A skillful history of America’s World War II code-breaking and the rise of the National Security Agency.
Having written the definitive account of the great Allied triumph in the decrypting of Nazi codes in Battle of Wits (2000), military journalist Budiansky (Blackett's War: The Men Who Defeated the Nazi U-Boats and Brought Science to the Art of Warfare, 2013, etc.) continues the story here, with equal flare. He begins even before the war ended, in 1943, when American eavesdroppers decided to intercept Soviet communications. This was less dastardly than it sounds because all nations spy on allies, and, as we later learned, Soviet agents were busily at work at the highest levels of Western governments. In 1952, President Harry Truman united communication intelligence into the top-secret (at first) NSA, now our largest spy organization, whose budget remains secret and whose massive supercomputers, satellites, and worldwide listening stations suck up massive quantities of information. The traditional goal of American spying—preventing another Pearl Harbor—has never been accomplished. Surprises continue to occur, including the Vietnam Tet Offensive, the Yom Kippur War, the fall of the Soviet Union, and 9/11. On the plus side, we achieved a detailed picture of the Soviet Union’s internal affairs, which revealed that its leaders had their hands full and gave low priority to world conquest. On the minus side, the NSA’s unlimited budget and lack of oversight have produced a swollen, woefully inefficient organization.

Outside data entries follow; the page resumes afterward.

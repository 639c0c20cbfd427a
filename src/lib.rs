//! # sunat-cpe
//!
//! Emission pipeline for Peruvian electronic payment vouchers (CPE):
//! facturas, boletas, and credit and debit notes sent to SUNAT.
//!
//! One call to [`emission::EmissionService::emit`] allocates a gap-free
//! correlative, computes the IGV breakdown, renders UBL 2.1, has it signed
//! by an external XAdES service, zips and stores the artifacts, submits
//! them through SOAP `sendBill` and records the verdict read from the CDR.
//!
//! All monetary values use [`rust_decimal::Decimal`]; amounts are rounded
//! half-up to 2 decimals per line and document totals are sums of the
//! rounded lines.
//!
//! ## Quick Start
//!
//! ```rust
//! use sunat_cpe::core::*;
//! use rust_decimal_macros::dec;
//!
//! let lines = vec![LineBuilder::new("Cuaderno A4", dec!(1), dec!(118)).build()];
//! let breakdown = compute_breakdown(&lines, DEFAULT_IGV_RATE).unwrap();
//! assert_eq!(breakdown.subtotal, dec!(100.00));
//! assert_eq!(breakdown.tax_amount, dec!(18.00));
//!
//! let number = DocumentNumber::new("F001", 42);
//! assert_eq!(
//!     number.filename("20123456789", DocumentType::Invoice),
//!     "20123456789-01-F001-00000042"
//! );
//! ```
//!
//! ## Feature Flags
//!
//! | Feature | Description |
//! |---------|-------------|
//! | `sqlite` (default) | sqlx-backed sequence and document repositories |
//! | `cli` | the `cpe` command-line binary |

pub mod allocator;
pub mod config;
pub mod core;
pub mod emission;
pub mod repository;
pub mod signing;
pub mod storage;
pub mod transmission;
pub mod ubl;

pub use crate::allocator::SequenceAllocator;
pub use crate::emission::{EmissionError, EmissionRequest, EmissionService, EmissionSettings};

Its eagerness to smite our enemies at any cost has “left in [its] wake an often sordid trail of transgressions against law, morality, decency, and basic American values.”
In a book that is more nuanced and far more entertaining that the revelations of Edward Snowden, Budiansky does not ignore the NSA’s accomplishments but reveals plenty of unsettling behavior that has so far persuaded Congress and the president, always anxious to demonstrate their patriotism, to enact mild reforms.